Report back each line of the records that contains the string "started".
═══
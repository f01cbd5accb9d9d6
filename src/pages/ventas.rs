// Sales screen. Client names come from the clientes store; while that load
// is still in flight the rows show the fallback marker and settle on the
// next render.

use anyhow::Result;
use rust_decimal::Decimal;

use crate::export;
use crate::forms::{Confirmador, VentaForm};
use crate::models::{EstadoPago, TipoVenta, nombre_de_cliente};
use crate::state::{AppState, delete_venta, load_clientes, load_ventas};

use super::coincide;

#[derive(Debug, Clone)]
pub struct FilaVenta {
    pub id: String,
    pub cliente: String,
    pub fecha: String,
    pub tipo: TipoVenta,
    pub monto: Decimal,
    pub estado_pago: EstadoPago,
}

#[derive(Default)]
pub struct PaginaVentas {
    pub form: VentaForm,
    pub busqueda: String,
    pub filtro_pago: Option<EstadoPago>,
}

impl PaginaVentas {
    pub fn new() -> Self {
        Self::default()
    }

    /// Both stores load concurrently; neither depends on the other to
    /// finish. A failed client load still leaves the sales list usable.
    pub async fn montar(&self, state: &AppState) -> Result<()> {
        let (ventas, clientes) = tokio::join!(load_ventas(state), load_clientes(state));
        ventas.and(clientes)
    }

    /// Rows sorted by date, newest first, resolved against the client list.
    pub fn filas(&self, state: &AppState) -> Vec<FilaVenta> {
        let clientes = state.clientes.snapshot();
        let mut ventas = state.ventas.snapshot();
        ventas.sort_by(|a, b| b.fecha.cmp(&a.fecha));

        ventas
            .into_iter()
            .filter(|venta| {
                self.filtro_pago
                    .map(|filtro| venta.estado_pago == filtro)
                    .unwrap_or(true)
            })
            .map(|venta| FilaVenta {
                cliente: nombre_de_cliente(&clientes, Some(&venta.cliente_id)),
                fecha: venta.fecha.format("%Y-%m-%d").to_string(),
                tipo: venta.tipo,
                monto: venta.monto,
                estado_pago: venta.estado_pago,
                id: venta.id,
            })
            .filter(|fila| coincide(&fila.cliente, &self.busqueda))
            .collect()
    }

    pub fn abrir_crear(&mut self) {
        self.form.abrir_para_crear();
    }

    pub fn abrir_editar(&mut self, state: &AppState, id: &str) -> bool {
        match state.ventas.obtener(id) {
            Some(venta) => {
                self.form.abrir_para_editar(&venta);
                true
            }
            None => false,
        }
    }

    pub async fn eliminar(
        &self,
        state: &AppState,
        id: &str,
        confirmador: &dyn Confirmador,
    ) -> Result<bool> {
        if !confirmador.confirmar("¿Eliminar esta venta?") {
            return Ok(false);
        }
        delete_venta(state, id).await?;
        Ok(true)
    }

    pub fn exportar_xlsx(&self, state: &AppState) -> Result<Vec<u8>> {
        export::libro_ventas(&state.ventas.snapshot(), &state.clientes.snapshot())
    }

    pub fn exportar_pdf(&self, state: &AppState) -> Result<Vec<u8>> {
        export::pdf_ventas(
            &state.ventas.snapshot(),
            &state.clientes.snapshot(),
            &state.config.fuentes_dir,
        )
    }
}
use std::fmt;

use serde::{Deserialize, Serialize};

/// Opaque catalog key. Catalog order is display order, so identifiers are never
/// treated as positions.
#[derive(Clone, Debug, PartialEq, Eq, Hash, PartialOrd, Ord, Serialize, Deserialize)]
pub struct ProductId(pub String);

impl ProductId {
    pub fn new(value: impl Into<String>) -> Self {
        Self(value.into())
    }

    pub fn as_str(&self) -> &str {
        &self.0
    }
}

impl fmt::Display for ProductId {
    fn fmt(&self, f: &mut fmt::Formatter<'_>) -> fmt::Result {
        f.write_str(&self.0)
    }
}

impl From<&str> for ProductId {
    fn from(value: &str) -> Self {
        Self(value.to_string())
    }
}

#[derive(Clone, Debug, PartialEq, Eq, Serialize, Deserialize)]
pub struct Product {
    pub id: ProductId,
    pub name: String,
    pub category: String,
    pub color: String,
    /// Whole-number price tag in the store currency.
    pub unit_price: u64,
    pub display_price: String,
}
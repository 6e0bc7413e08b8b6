use serde::{Deserialize, Serialize};

use crate::domain::cart::{grand_total, item_count, line_total, Cart};
use crate::domain::product::ProductId;

pub const DEFAULT_CURRENCY: &str = "₽";

/// Renders a whole-number price the way the storefront shows it: digits
/// grouped in threes with a space, then the currency sign.
pub fn format_price(amount: u64, currency: &str) -> String {
    let digits = amount.to_string();
    let mut grouped = String::with_capacity(digits.len() + digits.len() / 3);
    for (index, digit) in digits.chars().enumerate() {
        if index > 0 && (digits.len() - index) % 3 == 0 {
            grouped.push(' ');
        }
        grouped.push(digit);
    }

    if currency.is_empty() {
        return grouped;
    }
    format!("{grouped} {currency}")
}

#[derive(Clone, Debug, PartialEq, Eq, Serialize, Deserialize)]
pub struct CartSummaryLine {
    pub product_id: ProductId,
    pub name: String,
    pub quantity: u32,
    pub unit_price: u64,
    pub line_total: u64,
    pub display_line_total: String,
}

#[derive(Clone, Debug, PartialEq, Eq, Serialize, Deserialize)]
pub struct CartSummary {
    pub lines: Vec<CartSummaryLine>,
    pub distinct_products: usize,
    pub item_count: u64,
    pub grand_total: u64,
    pub display_grand_total: String,
}

impl CartSummary {
    pub fn from_cart(cart: &Cart, currency: &str) -> Self {
        let lines = cart
            .lines()
            .iter()
            .map(|line| {
                let total = line_total(line);
                CartSummaryLine {
                    product_id: line.product_id().clone(),
                    name: line.product.name.clone(),
                    quantity: line.quantity,
                    unit_price: line.unit_price(),
                    line_total: total,
                    display_line_total: format_price(total, currency),
                }
            })
            .collect::<Vec<_>>();
        let total = grand_total(cart);

        Self {
            distinct_products: lines.len(),
            lines,
            item_count: item_count(cart),
            grand_total: total,
            display_grand_total: format_price(total, currency),
        }
    }
}
use serde::Serialize;
use tracing::{debug, info};
use virtuoso_core::{
    apply_event, config::LoadOptions, ApplicationError, CartSummary, Catalog, DomainError,
    ProductId, Section, Session, SessionId,
};

use crate::commands::{
    parse_event, prepare, CommandResult, EXIT_INVALID_ACTION, EXIT_UNKNOWN_PRODUCT,
};

#[derive(Debug, Serialize)]
struct SessionSnapshot {
    session_id: String,
    active_section: Section,
    active_label: &'static str,
    menu_open: bool,
    selected_garment: Option<ProductId>,
    fitting_room_label: Option<String>,
    cart: CartSummary,
}

impl SessionSnapshot {
    fn capture(session: &Session, catalog: &Catalog, currency: &str) -> Self {
        Self {
            session_id: session.id.to_string(),
            active_section: session.active_section,
            active_label: session.active_section.label(),
            menu_open: session.menu_open,
            selected_garment: session.selected_garment.clone(),
            fitting_room_label: session.fitting_room_label(catalog).map(str::to_string),
            cart: CartSummary::from_cart(&session.cart, currency),
        }
    }
}

pub fn run(options: LoadOptions, events: &[String]) -> CommandResult {
    let session_id = SessionId::generate();
    let (config, catalog) = match prepare("session", options, &session_id) {
        Ok(prepared) => prepared,
        Err(failure) => return failure,
    };

    let mut session = Session::new(session_id.clone());
    info!(
        event_name = "storefront.session.started",
        correlation_id = %session.id,
        catalog_size = catalog.len(),
        "storefront session started"
    );

    for token in events {
        let event = match parse_event(token) {
            Ok(event) => event,
            Err(message) => {
                return CommandResult::failure(
                    "session",
                    "invalid_action",
                    message,
                    EXIT_INVALID_ACTION,
                );
            }
        };

        session = match apply_event(session, &catalog, &event) {
            Ok(next) => next,
            Err(error) => {
                let (error_class, exit_code) = match &error {
                    DomainError::UnknownProduct(_) => ("unknown_product", EXIT_UNKNOWN_PRODUCT),
                    _ => ("invalid_action", EXIT_INVALID_ACTION),
                };
                return CommandResult::from_application_error(
                    "session",
                    error_class,
                    ApplicationError::Domain(error),
                    &session_id,
                    exit_code,
                );
            }
        };
        debug!(
            event_name = "storefront.session.event_applied",
            correlation_id = %session.id,
            event = event.name(),
            active_section = %session.active_section,
            menu_open = session.menu_open,
            "storefront event applied"
        );
    }

    let snapshot = SessionSnapshot::capture(&session, &catalog, &config.store.currency);
    let message = format!(
        "{} at {}, cart total {}",
        config.store.name, snapshot.active_label, snapshot.cart.display_grand_total
    );
    CommandResult::success_with_data("session", message, serde_json::to_value(&snapshot).ok())
}
#[cfg(test)]
mod tests {
    use std::env;
    use std::fs;
    use std::io;
    use std::sync::{Mutex, OnceLock};

    use tempfile::TempDir;

    use super::{AppConfig, ConfigError, ConfigOverrides, LoadOptions, LogFormat};

    static ENV_LOCK: OnceLock<Mutex<()>> = OnceLock::new();

    const CONFIG_VARS: &[&str] = &[
        "VIRTUOSO_STORE_NAME",
        "VIRTUOSO_STORE_CURRENCY",
        "VIRTUOSO_STORE_EMAIL",
        "VIRTUOSO_STORE_PHONE",
        "VIRTUOSO_STORE_ADDRESS",
        "VIRTUOSO_CATALOG_PATH",
        "VIRTUOSO_LOGGING_LEVEL",
        "VIRTUOSO_LOGGING_FORMAT",
        "VIRTUOSO_LOG_LEVEL",
        "VIRTUOSO_LOG_FORMAT",
    ];

    fn env_lock() -> &'static Mutex<()> {
        ENV_LOCK.get_or_init(|| Mutex::new(()))
    }

    fn clear_vars(vars: &[&str]) {
        for var in vars {
            env::remove_var(var);
        }
    }

    fn ensure(condition: bool, message: &'static str) -> Result<(), String> {
        if condition {
            Ok(())
        } else {
            Err(message.to_string())
        }
    }

    #[test]
    fn defaults_describe_the_virtuoso_store() -> Result<(), String> {
        let _guard = env_lock().lock().map_err(|_| "env lock is poisoned".to_string())?;
        clear_vars(CONFIG_VARS);

        let config = AppConfig::load(LoadOptions {
            config_path: Some("does-not-exist.toml".into()),
            ..LoadOptions::default()
        })
        .map_err(|err| format!("config load failed: {err}"))?;

        ensure(config.store.name == "VIRTUOSO", "default store name")?;
        ensure(config.store.currency == "₽", "default currency is rubles")?;
        ensure(config.catalog.path.is_none(), "built-in catalog by default")?;
        ensure(config.logging.format == LogFormat::Compact, "compact logs by default")?;
        Ok(())
    }

    #[test]
    fn file_load_supports_env_interpolation() -> Result<(), String> {
        let _guard = env_lock().lock().map_err(|_| "env lock is poisoned".to_string())?;
        clear_vars(CONFIG_VARS);
        env::set_var("TEST_VIRTUOSO_EMAIL", "shop@example.com");

        let result = (|| -> Result<(), String> {
            let dir = TempDir::new().map_err(|err: io::Error| err.to_string())?;
            let path = dir.path().join("virtuoso.toml");
            fs::write(
                &path,
                r#"
[store]
email = "${TEST_VIRTUOSO_EMAIL}"
"#,
            )
            .map_err(|err| err.to_string())?;

            let config =
                AppConfig::load(LoadOptions { config_path: Some(path), ..LoadOptions::default() })
                    .map_err(|err| format!("config load failed: {err}"))?;

            ensure(config.store.email == "shop@example.com", "email should be interpolated")?;
            Ok(())
        })();

        clear_vars(&["TEST_VIRTUOSO_EMAIL"]);
        result
    }

    #[test]
    fn logging_env_aliases_are_supported() -> Result<(), String> {
        let _guard = env_lock().lock().map_err(|_| "env lock is poisoned".to_string())?;
        clear_vars(CONFIG_VARS);
        env::set_var("VIRTUOSO_LOG_LEVEL", "warn");
        env::set_var("VIRTUOSO_LOG_FORMAT", "pretty");

        let result = (|| -> Result<(), String> {
            let config = AppConfig::load(LoadOptions::default())
                .map_err(|err| format!("config load failed: {err}"))?;

            ensure(config.logging.level == "warn", "warning log level should be set from env var")?;
            ensure(
                matches!(config.logging.format, LogFormat::Pretty),
                "pretty logging format should be set from env var",
            )?;
            Ok(())
        })();

        clear_vars(&["VIRTUOSO_LOG_LEVEL", "VIRTUOSO_LOG_FORMAT"]);
        result
    }

    #[test]
    fn precedence_defaults_file_env_overrides() -> Result<(), String> {
        let _guard = env_lock().lock().map_err(|_| "env lock is poisoned".to_string())?;
        clear_vars(CONFIG_VARS);
        env::set_var("VIRTUOSO_STORE_NAME", "VIRTUOSO ENV");
        env::set_var("VIRTUOSO_STORE_PHONE", "+7 (000) 000-00-00");

        let result = (|| -> Result<(), String> {
            let dir = TempDir::new().map_err(|err: io::Error| err.to_string())?;
            let path = dir.path().join("virtuoso.toml");
            fs::write(
                &path,
                r#"
[store]
name = "VIRTUOSO FILE"
currency = "RUB"
phone = "+7 (111) 111-11-11"

[logging]
level = "warn"
"#,
            )
            .map_err(|err| err.to_string())?;

            let config = AppConfig::load(LoadOptions {
                config_path: Some(path),
                overrides: ConfigOverrides {
                    store_name: Some("VIRTUOSO OVERRIDE".to_string()),
                    log_level: Some("debug".to_string()),
                    ..ConfigOverrides::default()
                },
                ..LoadOptions::default()
            })
            .map_err(|err| format!("config load failed: {err}"))?;

            ensure(config.store.name == "VIRTUOSO OVERRIDE", "override store name should win")?;
            ensure(config.logging.level == "debug", "overridden log level should be debug")?;
            ensure(config.store.phone == "+7 (000) 000-00-00", "env phone should win over file")?;
            ensure(config.store.currency == "RUB", "file currency should win over default")?;
            Ok(())
        })();

        clear_vars(&["VIRTUOSO_STORE_NAME", "VIRTUOSO_STORE_PHONE"]);
        result
    }

    #[test]
    fn missing_required_file_is_reported() -> Result<(), String> {
        let _guard = env_lock().lock().map_err(|_| "env lock is poisoned".to_string())?;
        clear_vars(CONFIG_VARS);

        let result = AppConfig::load(LoadOptions {
            config_path: Some("missing/virtuoso.toml".into()),
            require_file: true,
            ..LoadOptions::default()
        });

        ensure(
            matches!(result, Err(ConfigError::MissingConfigFile(_))),
            "required file should be reported missing",
        )
    }

    #[test]
    fn unterminated_interpolation_fails() -> Result<(), String> {
        let _guard = env_lock().lock().map_err(|_| "env lock is poisoned".to_string())?;
        clear_vars(CONFIG_VARS);

        let dir = TempDir::new().map_err(|err: io::Error| err.to_string())?;
        let path = dir.path().join("virtuoso.toml");
        fs::write(&path, "[store]\nname = \"${UNCLOSED\"\n").map_err(|err| err.to_string())?;

        let result =
            AppConfig::load(LoadOptions { config_path: Some(path), ..LoadOptions::default() });
        ensure(
            matches!(result, Err(ConfigError::UnterminatedInterpolation)),
            "unterminated interpolation should fail",
        )
    }

    #[test]
    fn invalid_log_level_is_rejected() -> Result<(), String> {
        let _guard = env_lock().lock().map_err(|_| "env lock is poisoned".to_string())?;
        clear_vars(CONFIG_VARS);

        let result = AppConfig::load(LoadOptions {
            overrides: ConfigOverrides {
                log_level: Some("verbose".to_string()),
                ..ConfigOverrides::default()
            },
            ..LoadOptions::default()
        });

        match result {
            Err(ConfigError::Validation(message)) => {
                ensure(message.contains("logging.level"), "message should name logging.level")
            }
            _ => Err("invalid log level should fail validation".to_string()),
        }
    }

    #[test]
    fn missing_catalog_path_is_rejected() -> Result<(), String> {
        let _guard = env_lock().lock().map_err(|_| "env lock is poisoned".to_string())?;
        clear_vars(CONFIG_VARS);
        env::set_var("VIRTUOSO_CATALOG_PATH", "nowhere/catalog.toml");

        let result = AppConfig::load(LoadOptions::default());
        clear_vars(&["VIRTUOSO_CATALOG_PATH"]);

        match result {
            Err(ConfigError::Validation(message)) => {
                ensure(message.contains("catalog.path"), "message should name catalog.path")
            }
            _ => Err("missing catalog file should fail validation".to_string()),
        }
    }

    #[test]
    fn empty_currency_is_rejected() -> Result<(), String> {
        let _guard = env_lock().lock().map_err(|_| "env lock is poisoned".to_string())?;
        clear_vars(CONFIG_VARS);

        let result = AppConfig::load(LoadOptions {
            overrides: ConfigOverrides {
                currency: Some("  ".to_string()),
                ..ConfigOverrides::default()
            },
            ..LoadOptions::default()
        });

        ensure(
            matches!(result, Err(ConfigError::Validation(_))),
            "blank currency should fail validation",
        )
    }

    #[test]
    fn invalid_log_format_env_is_rejected() -> Result<(), String> {
        let _guard = env_lock().lock().map_err(|_| "env lock is poisoned".to_string())?;
        clear_vars(CONFIG_VARS);
        env::set_var("VIRTUOSO_LOGGING_FORMAT", "xml");

        let result = AppConfig::load(LoadOptions::default());
        clear_vars(&["VIRTUOSO_LOGGING_FORMAT"]);

        ensure(
            matches!(result, Err(ConfigError::Validation(_))),
            "unknown log format should fail",
        )
    }
}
═══
→ **Task answer**:
        event_name = "storefront.session.started",
        "storefront session started"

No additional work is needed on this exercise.